EXERCISE: When the line containing "fn today(&self) ->" is reached, begin transcribing. Continue exactly through the final line of the listing, and return nothing else.

RECORDS PROVIDED:
<<<<
//! # Clock（時刻プロバイダ）
//!
//! ユースケース層での `Utc::now()` 直接呼び出しを置き換え、
//! テストで固定時刻を注入可能にするための抽象化。
//!
//! 「過去日の予約不可」判定は UTC の日付で行うため、[`Clock::today`] を併せて提供する。

use chrono::{DateTime, NaiveDate, Utc};

/// 現在時刻を提供するトレイト
pub trait Clock: Send + Sync {
    fn now(&self) -> DateTime<Utc>;

    /// 現在の UTC 日付
    fn today(&self) -> NaiveDate {
        self.now().date_naive()
    }
}

/// 実際のシステム時刻を返す実装
pub struct SystemClock;

impl Clock for SystemClock {
    fn now(&self) -> DateTime<Utc> {
        Utc::now()
    }
}

/// 固定時刻を返すテスト用実装
pub struct FixedClock {
    now: DateTime<Utc>,
}

impl FixedClock {
    pub fn new(now: DateTime<Utc>) -> Self {
        Self { now }
    }
}

impl Clock for FixedClock {
    fn now(&self) -> DateTime<Utc> {
        self.now
    }
}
>>>>
WRITTEN RESPONSE:
    fn today(&self) -> NaiveDate {
        self.now().date_naive()
    }
}

/// 実際のシステム時刻を返す実装
pub struct SystemClock;

impl Clock for SystemClock {
    fn now(&self) -> DateTime<Utc> {
        Utc::now()
    }
}

/// 固定時刻を返すテスト用実装
pub struct FixedClock {
    now: DateTime<Utc>,
}

impl FixedClock {
    pub fn new(now: DateTime<Utc>) -> Self {
        Self { now }
    }
}

impl Clock for FixedClock {
    fn now(&self) -> DateTime<Utc> {
        self.now
    }
}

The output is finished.